» How to complete this task
Copy, from the data below, each line that has the word "bool".

_____

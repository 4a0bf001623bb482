//! GPU rendering subsystem.
//!
//! Renderers consume a `scene::DrawList` and issue GPU commands via wgpu.
//! Each renderer owns its GPU resources (pipelines, buffers, atlas).
//!
//! Convention:
//! - CPU geometry is in logical pixels (top-left origin, +Y down).
//! - Vertex shaders convert to NDC using a viewport uniform.

mod ctx;
pub mod shapes;

pub use ctx::{RenderCtx, RenderTarget};
//! GPU device + surface management.
//!
//! Creates the wgpu Instance/Adapter/Device/Queue, configures the window
//! surface and hands out per-frame encoders.

mod gpu;
mod surface;

pub use gpu::{Gpu, GpuFrame, GpuInit};
pub use surface::SurfaceErrorAction;
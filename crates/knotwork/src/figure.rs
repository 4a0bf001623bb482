use knotwork_engine::paint::Color;

use crate::canvas::Canvas;
use crate::geometry::Vec2d;

/// A user-editable animated shape owned by the screensaver.
///
/// `Polyline` draws its anchors joined by straight segments; `Knot` draws a
/// smoothed curve through them. Resolution only means something for curves,
/// so those methods default to no-ops.
pub trait Figure {
    /// Moves every anchor one step inside a `width`×`height` canvas.
    fn advance(&mut self, width: f64, height: f64);

    fn draw_anchors(&self, canvas: &mut Canvas<'_>, radius: f32, color: Color);

    fn draw_outline(&self, canvas: &mut Canvas<'_>, width: f32, color: Color);

    fn add_anchor(&mut self, position: Vec2d);

    /// Removes one anchor at or near `position`; `false` if none matched.
    fn remove_anchor(&mut self, position: Vec2d) -> bool;

    /// Drops every anchor.
    fn clear(&mut self);

    fn increase_resolution(&mut self) {}

    fn decrease_resolution(&mut self) {}

    /// Samples per anchor, for figures that smooth.
    fn resolution(&self) -> Option<usize> {
        None
    }

    fn anchors(&self) -> &[Vec2d];

    fn anchor_count(&self) -> usize {
        self.anchors().len()
    }
}
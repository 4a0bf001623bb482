use std::fmt;

/// Keyboard key identifier.
///
/// Covers the keys the screensaver binds plus the common control keys.
/// Anything else arrives as `Key::Unknown` carrying the winit key code.
#[derive(Debug, Copy, Clone, Eq, PartialEq, Hash)]
pub enum Key {
    Escape,
    Enter,
    Space,
    Backspace,

    // Letters
    A, B, C, D, E, F, G, H, I, J, K, L, M,
    N, O, P, Q, R, S, T, U, V, W, X, Y, Z,

    // Function keys
    F1, F2, F3, F4, F5, F6,
    F7, F8, F9, F10, F11, F12,

    // Keypad arithmetic
    NumpadAdd,
    NumpadSubtract,

    /// Platform key not represented above.
    Unknown(u32),
}

#[derive(Debug, Copy, Clone, Eq, PartialEq)]
pub enum KeyState {
    Pressed,
    Released,
}

/// Mouse button identifier.
#[derive(Debug, Copy, Clone, Eq, PartialEq, Hash)]
pub enum MouseButton {
    Left,
    Right,
    Middle,
    Back,
    Forward,
    Other(u16),
}

impl MouseButton {
    /// True for the button that places points.
    #[inline]
    pub fn is_primary(self) -> bool {
        self == MouseButton::Left
    }
}

#[derive(Debug, Copy, Clone, Eq, PartialEq)]
pub enum MouseButtonState {
    Pressed,
    Released,
}

/// Pointer move event in logical pixels.
#[derive(Debug, Copy, Clone, PartialEq)]
pub struct PointerMoveEvent {
    pub x: f32,
    pub y: f32,
}

/// Pointer button event.
///
/// Carries the pointer position at the time of the press so consumers do not
/// need to track the cursor themselves.
#[derive(Debug, Copy, Clone, PartialEq)]
pub struct PointerButtonEvent {
    pub button: MouseButton,
    pub state: MouseButtonState,
    pub x: f32,
    pub y: f32,
}

/// Platform-agnostic input events emitted by the runtime.
#[derive(Debug, Clone, PartialEq)]
pub enum InputEvent {
    Key {
        key: Key,
        state: KeyState,
        /// True when the event is an OS key-repeat.
        repeat: bool,
    },

    PointerMoved(PointerMoveEvent),
    PointerButton(PointerButtonEvent),

    /// Pointer left the window surface.
    PointerLeft,

    /// Window focus change.
    Focused(bool),

    /// The user asked the window to close.
    CloseRequested,
}

impl InputEvent {
    /// Shorthand for a fresh (non-repeat) key press.
    pub fn key_pressed(key: Key) -> Self {
        InputEvent::Key { key, state: KeyState::Pressed, repeat: false }
    }

    /// Shorthand for a button press at `(x, y)`.
    pub fn button_pressed(button: MouseButton, x: f32, y: f32) -> Self {
        InputEvent::PointerButton(PointerButtonEvent {
            button,
            state: MouseButtonState::Pressed,
            x,
            y,
        })
    }
}

impl fmt::Display for Key {
    fn fmt(&self, f: &mut fmt::Formatter<'_>) -> fmt::Result {
        write!(f, "{:?}", self)
    }
}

_____

» Exercise output
    fn remove_anchor(&mut self, position: Vec2d) -> bool;
    pub fn is_primary(self) -> bool {
        repeat: bool,
    Focused(bool),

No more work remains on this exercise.